Trou noir, béant. Encore du déprimant à écrire, à taper sur le clavier. Tout plutôt que réviser une épreuve que je n'ai toujours pas revisée et que j'ai demain. Qu'importe j'arrête de toute façon, je n'ai juste pas encore annonçé officiellement à tout le monde ainsi que mes parents mes nouveaux projets. Mes vrais projets qui me mènent à du concret, à de la joie je l'espère. Des projets qui surement me feront guérir, mais baisseront mon orgeuil terriblement, je vais les decevoir c'est sur, le génie, le petit einstein de la famille. La gamine à l'université, c'était grandiose, le doctorat, ils me voyaient déjà soutenir ma thèse, et là ce sont mes yeux qui pleurent d'écrire ça.
Ma vie a moins d'importance que la vie qu'ils voudraient que j'ai, loyauté à la con, c'est mon bonheur qui prime et c'est ça qui les rendra heureux. Mais moi les decevoir, moi qui devait être une intellectuelle de la plus haute sphère, moi étudiante à une fac connue mondialement, moi cette pariat qui ai distillé de faux espoirs dans leur âme. Moi qui sabote et manipule, moi qui me sens présentement comme la plus ignoble des impostures. Je suis une imposture et je mens en attendant de préparer la verité, nue à leur déballer, en attendant de pouvoir avoir toutes les clefs en main pour leur dire tout haut ce que je prépare déjà tout bas, en secret, comme une garce que je suis d'ailleurs. Je fais ce qu'il voudrait que je fasse et je prépare comme une adulte mes arguments parfaits, ils n'ont rien à redire, ils n'auront rien à redire. Et dans ce moment, je les decevrais, je rendrais jalouse ma demi qui elle rêve de se defaire de se joug qui elle la lie encore par manque d'arguments réels et concrets. C'est dur et excitant, je devrais être ravie et enthousiaste mais je suis stressée, angoissée, j'ai terriblement peur de leur réaction. Et j'en ai marre de faire semblant, c'est épuisant et je m'y suis trop attelée, si souvent j'ai feins le sourire ou la joie, la confiance, j'ai tellement feins des émotions ces dernières années, pas pour mentir mais pour protéger, par ce que j'ai tellement chuté.
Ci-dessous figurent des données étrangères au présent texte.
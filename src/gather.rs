// LFProc - Low-frequency windowed processing for sensor archives
// Copyright (c) 2025 David Martin Venti
//
// Dual-licensed under AGPL-3.0 and Commercial License.
// See LICENSE file for details.

//! Reassembly of written windows
//!
//! Loads every window in an output directory and joins them back into one
//! series. Windows of a successful run meet exactly, so no gap is tolerated.

use std::path::Path;

use crate::assembler;
use crate::error::Result;
use crate::output::{list_window_files, WindowCodec};
use crate::series::TimeSeries;

/// Merge all windows found in `dir`
pub fn gather_results(dir: &Path, codec: &dyn WindowCodec) -> Result<TimeSeries> {
    let files = list_window_files(dir, codec.extension())?;
    log::info!("gathering {} window(s) from {}", files.len(), dir.display());
    let windows = files
        .iter()
        .map(|path| codec.read(path))
        .collect::<Result<Vec<_>>>()?;
    assembler::merge(windows, 0)
}
//! In-memory archive shared by the integration tests

#![allow(dead_code)]

use std::cell::RefCell;
use std::collections::HashSet;
use std::f64::consts::PI;
use std::rc::Rc;

use lfproc::*;

/// 2015-01-01T00:00:00Z
pub const T0: Timestamp = Timestamp::from_secs(1_420_070_400);

/// Raw sample interval: 10 Hz
pub const RAW_DT_US: i64 = 100_000;

/// Seconds per source file
pub const FILE_SECS: i64 = 30;

pub const CHANNELS: usize = 3;

/// Slow component that survives the low-pass
pub fn slow(t: Timestamp, ch: usize) -> f64 {
    let secs = t.micros_since(T0) as f64 / 1e6;
    (2.0 * PI * 0.02 * secs).sin() + ch as f64
}

/// Raw signal: slow component plus a 3 Hz tone
pub fn raw(t: Timestamp, ch: usize) -> f64 {
    let secs = t.micros_since(T0) as f64 / 1e6;
    slow(t, ch) + 0.5 * (2.0 * PI * 3.0 * secs).sin()
}

pub fn file_name(index: usize) -> String {
    format!("file_{index:04}")
}

fn file_index(source_ref: &str) -> usize {
    source_ref["file_".len()..].parse().unwrap()
}

/// Contents of source file `index`
pub fn file_series(index: usize) -> TimeSeries {
    let start = T0.offset(index as i64 * FILE_SECS * 1_000_000);
    let n = (FILE_SECS * 1_000_000 / RAW_DT_US) as usize;
    let mut data = Vec::with_capacity(n * CHANNELS);
    for i in 0..n {
        let t = start.offset(i as i64 * RAW_DT_US);
        data.extend((0..CHANNELS).map(|ch| raw(t, ch) as f32));
    }
    TimeSeries::from_regular(start, RAW_DT_US, CHANNELS, data).unwrap()
}

/// Catalog of `n_files` consecutive files, leaving out `missing`
pub fn catalog(n_files: usize, missing: &[usize]) -> TimeCatalog {
    let entries = (0..n_files)
        .filter(|i| !missing.contains(i))
        .map(|i| {
            let s = file_series(i);
            CatalogEntry::new(file_name(i), s.time_min(), s.time_max())
        })
        .collect();
    TimeCatalog::new(entries).unwrap()
}

/// Archive of `n_files` files where file `i` starts `shift_us(i)` late
pub fn shifted_archive(
    n_files: usize,
    shift_us: fn(usize) -> i64,
) -> (TimeCatalog, Box<dyn SegmentReader>) {
    let shifted = move |index: usize| {
        let s = file_series(index);
        let start = s.time_min().offset(shift_us(index));
        TimeSeries::from_regular(start, RAW_DT_US, CHANNELS, s.data().to_vec()).unwrap()
    };
    let entries = (0..n_files)
        .map(|i| {
            let s = shifted(i);
            CatalogEntry::new(file_name(i), s.time_min(), s.time_max())
        })
        .collect();
    let reader = FnReader::new(move |source_ref: &str| Ok(shifted(file_index(source_ref))));
    (TimeCatalog::new(entries).unwrap(), Box::new(reader))
}

/// Full reader that records every read and fails on `broken` files
pub fn recording_reader(
    reads: Rc<RefCell<Vec<String>>>,
    broken: HashSet<String>,
) -> Box<dyn SegmentReader> {
    Box::new(FnReader::new(move |source_ref: &str| {
        reads.borrow_mut().push(source_ref.to_string());
        if broken.contains(source_ref) {
            return Err(format!("{source_ref}: truncated trace header").into());
        }
        Ok(file_series(file_index(source_ref)))
    }))
}

pub fn reader() -> Box<dyn SegmentReader> {
    recording_reader(Rc::new(RefCell::new(Vec::new())), HashSet::new())
}

/// Reader that serves only the requested span
pub fn partial_reader() -> Box<dyn SegmentReader> {
    Box::new(RangeFnReader::new(
        |source_ref: &str, span: Option<(Timestamp, Timestamp)>| {
            let full = file_series(file_index(source_ref));
            Ok(match span {
                Some((a, b)) => full.select_time(Some(a), Some(b)),
                None => Some(full),
            })
        },
    ))
}

pub fn secs(s: i64) -> Timestamp {
    T0.offset(s * 1_000_000)
}

/// Timestamps of every window in `dir`, in file order
pub fn written_times(dir: &std::path::Path) -> Vec<Timestamp> {
    list_window_files(dir, ".lfd")
        .unwrap()
        .iter()
        .flat_map(|p| NativeCodec.read(p).unwrap().times().to_vec())
        .collect()
}
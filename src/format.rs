// LFProc - Low-frequency windowed processing for sensor archives
// Copyright (c) 2025 David Martin Venti
//
// Dual-licensed under AGPL-3.0 and Commercial License.
// See LICENSE file for details.

//! Native window file format
//!
//! Every processed window is stored as a self-describing `.lfd` file so that a
//! later process can reload it without loss of metadata.
//!
//! # File Format
//!
//! Little-endian binary encoding:
//!
//! ```text
//! ┌─────────────────────────────────────┐
//! │ Header (64 bytes)                   │
//! │   magic "LFDW"          4           │
//! │   format version (u32)  4           │
//! │   checksum (u32)        4           │
//! │   reserved              4           │
//! │   n_samples (u64)       8           │
//! │   n_channels (u64)      8           │
//! │   time_min (i64 us)     8           │
//! │   time_max (i64 us)     8           │
//! │   d_time (i64 us)       8           │
//! │   d_distance (f64)      8           │
//! ├─────────────────────────────────────┤
//! │ Time axis      i64 x n_samples      │
//! ├─────────────────────────────────────┤
//! │ Distance axis  f64 x n_channels     │
//! ├─────────────────────────────────────┤
//! │ Samples        f32 x n x c          │
//! └─────────────────────────────────────┘
//! ```
//!
//! The checksum is CRC-32 (ISO-HDLC) over every byte after the checksum field.

use std::path::Path;

use crc::{Crc, CRC_32_ISO_HDLC};

use crate::error::{FormatError, LfprocError, Result};
use crate::output::WindowCodec;
use crate::series::TimeSeries;
use crate::time::Timestamp;

/// Magic bytes for window files
pub const WINDOW_MAGIC: [u8; 4] = *b"LFDW";

/// Current window file format version
pub const WINDOW_FORMAT_VERSION: u32 = 1;

/// Header size in bytes
pub const WINDOW_HEADER_SIZE: usize = 64;

/// File extension used by [`NativeCodec`]
pub const WINDOW_EXTENSION: &str = ".lfd";

const CHECKSUM_OFFSET: usize = 8;
const CRC32: Crc<u32> = Crc::<u32>::new(&CRC_32_ISO_HDLC);

/// Serialize a series to bytes
pub fn encode_series(series: &TimeSeries) -> Vec<u8> {
    let n = series.n_samples();
    let c = series.n_channels();
    let attrs = series.attrs();
    let mut bytes = Vec::with_capacity(WINDOW_HEADER_SIZE + n * 8 + c * 8 + n * c * 4);

    // === HEADER ===
    bytes.extend_from_slice(&WINDOW_MAGIC);
    bytes.extend_from_slice(&WINDOW_FORMAT_VERSION.to_le_bytes());
    // Checksum placeholder, filled at the end
    bytes.extend_from_slice(&[0u8; 4]);
    bytes.extend_from_slice(&[0u8; 4]);
    bytes.extend_from_slice(&(n as u64).to_le_bytes());
    bytes.extend_from_slice(&(c as u64).to_le_bytes());
    bytes.extend_from_slice(&attrs.time_min.as_micros().to_le_bytes());
    bytes.extend_from_slice(&attrs.time_max.as_micros().to_le_bytes());
    bytes.extend_from_slice(&attrs.d_time_us.to_le_bytes());
    bytes.extend_from_slice(&attrs.d_distance.to_le_bytes());
    debug_assert_eq!(bytes.len(), WINDOW_HEADER_SIZE);

    // === AXES ===
    for t in series.times() {
        bytes.extend_from_slice(&t.as_micros().to_le_bytes());
    }
    for d in series.distance() {
        bytes.extend_from_slice(&d.to_le_bytes());
    }

    // === SAMPLES ===
    for v in series.data() {
        bytes.extend_from_slice(&v.to_le_bytes());
    }

    let checksum = CRC32.checksum(&bytes[CHECKSUM_OFFSET + 4..]);
    bytes[CHECKSUM_OFFSET..CHECKSUM_OFFSET + 4].copy_from_slice(&checksum.to_le_bytes());
    bytes
}

fn read_u32(data: &[u8], at: usize) -> u32 {
    u32::from_le_bytes([data[at], data[at + 1], data[at + 2], data[at + 3]])
}

fn read_8(data: &[u8], at: usize) -> [u8; 8] {
    let mut buf = [0u8; 8];
    buf.copy_from_slice(&data[at..at + 8]);
    buf
}

/// Deserialize a series from bytes
pub fn decode_series(data: &[u8]) -> std::result::Result<TimeSeries, FormatError> {
    if data.len() < WINDOW_HEADER_SIZE {
        return Err(FormatError::BufferTooShort {
            needed: WINDOW_HEADER_SIZE,
            available: data.len(),
        });
    }
    if data[0..4] != WINDOW_MAGIC {
        return Err(FormatError::InvalidMagic);
    }
    let version = read_u32(data, 4);
    if version != WINDOW_FORMAT_VERSION {
        return Err(FormatError::UnsupportedVersion(version));
    }

    let stored_checksum = read_u32(data, CHECKSUM_OFFSET);
    let computed_checksum = CRC32.checksum(&data[CHECKSUM_OFFSET + 4..]);
    if stored_checksum != computed_checksum {
        return Err(FormatError::InvalidChecksum {
            expected: stored_checksum,
            actual: computed_checksum,
        });
    }

    let n = u64::from_le_bytes(read_8(data, 16)) as usize;
    let c = u64::from_le_bytes(read_8(data, 24)) as usize;
    let time_min = Timestamp::from_micros(i64::from_le_bytes(read_8(data, 32)));
    let time_max = Timestamp::from_micros(i64::from_le_bytes(read_8(data, 40)));
    let d_time_us = i64::from_le_bytes(read_8(data, 48));
    let d_distance = f64::from_le_bytes(read_8(data, 56));

    let needed = n
        .checked_mul(c)
        .and_then(|nc| nc.checked_mul(4))
        .and_then(|payload| payload.checked_add(n.checked_mul(8)?))
        .and_then(|sum| sum.checked_add(c.checked_mul(8)? + WINDOW_HEADER_SIZE))
        .ok_or_else(|| FormatError::Malformed(format!("implausible shape {n} x {c}")))?;
    if data.len() != needed {
        return Err(FormatError::BufferTooShort {
            needed,
            available: data.len(),
        });
    }

    let mut offset = WINDOW_HEADER_SIZE;
    let times = (0..n)
        .map(|i| Timestamp::from_micros(i64::from_le_bytes(read_8(data, offset + i * 8))))
        .collect();
    offset += n * 8;
    let distance = (0..c)
        .map(|i| f64::from_le_bytes(read_8(data, offset + i * 8)))
        .collect();
    offset += c * 8;
    let values = data[offset..]
        .chunks_exact(4)
        .map(|b| f32::from_le_bytes([b[0], b[1], b[2], b[3]]))
        .collect();

    let series = TimeSeries::new(times, distance, values, d_time_us)
        .map_err(|e| FormatError::Malformed(e.to_string()))?
        .with_distance_interval(d_distance);

    if series.time_min() != time_min || series.time_max() != time_max {
        return Err(FormatError::Malformed(format!(
            "header span {time_min}..{time_max} disagrees with time axis {}..{}",
            series.time_min(),
            series.time_max()
        )));
    }
    Ok(series)
}

/// Codec for the native `.lfd` window format
#[derive(Debug, Clone, Copy, Default)]
pub struct NativeCodec;

impl WindowCodec for NativeCodec {
    fn extension(&self) -> &str {
        WINDOW_EXTENSION
    }

    fn write(&self, series: &TimeSeries, path: &Path) -> Result<()> {
        std::fs::write(path, encode_series(series)).map_err(|e| LfprocError::io(path, e))
    }

    fn read(&self, path: &Path) -> Result<TimeSeries> {
        let bytes = std::fs::read(path).map_err(|e| LfprocError::io(path, e))?;
        Ok(decode_series(&bytes)?)
    }
}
Prise de conscience, j'étais une gamine egoiste et asservie par la douleur, la depression, l'egocentrisme et le besoin d'être reconfortée sans cesse. Maintenant je sais, je sais ce qui me fais envie, la seule chose d'ailleurs dans cette rechute depressive qui me fais envie et je m'y accroche comme à un dernier bout de radeau qui n'a pas coulé. Et je ne les laisserais pas me l 'enlever, et je dois essayer d'arrêter de m'en culpabiliser, ce n'est pas un crime, pas même un délit, c'est ma vie et mon radeau, ma bouée, c'est ma victoire, j'ai le droit de vivre, peut-être?
En attendant je bois et si on croit que je vais mal, ou que je suis ivrogne ou quoi que soit du genre droguée ou depressive, qu'importe, de toute façon je ne suis rien. Je n'ai plus d'identité qui m'appartienne vraiment, j'étais quelqu'un, avant tout ça, avant les drames. Et puis la douleur, les evenements et la folie m'ont depossedée de moi même, d'avoir trop hurlé au silence, coupé la chaire et saigné de mon âme sur ma peau livide de trop peu m'être alimentée, d'avoir trop pleuré en cachette et pesée ma valeur sur une balance despotique, d'avoir trop vomi mes doigts avec ma bile et ma bile avec mes doigts, et de toutes ces pseudo-analyses de ces gentils docteurs playmobiles qui vous donnent vos petits jouets ronds à foutre bien profond dans la gorge et cul sec à l'eau pour vous faire croire malade et inférieur, et dépendant d'un corps médical jamais vraiment formé dans le fond, à savoir qui vous êtes vraiment. Je n'étais pas tout ça, je n'étais rien en ce temps là, et cicatrices officielles et officieuses, visibles et invisibles me pârent et me gâchent dans cette fausse esthétique de la vie qui use. Je n'ai pas envie d'être si usée, pas à même pas 20 ans. Je suis jeune et déjà ridée de l'intérieur.
Stop, voila le mot est laché STOP et NON et FINI!
J'ai les rênes en main, et de ne pas les avoir tenue, je ne sais plus guider mon char, on s'en fout après tout de fonçer dans le mur, on est jeune et on est fou, mais dans le bon sens du terme.
Je n'effaçerai pas ces pans de ma vie, ils sont gravés en moi à l'encre indélebiles, encore plus tenaçe qu'un tatouage et beaucoup moins visible.
Je ne suis pas guérie, mais je crois que je suis au moins un peu lucide, et bon sang que c'est étrange.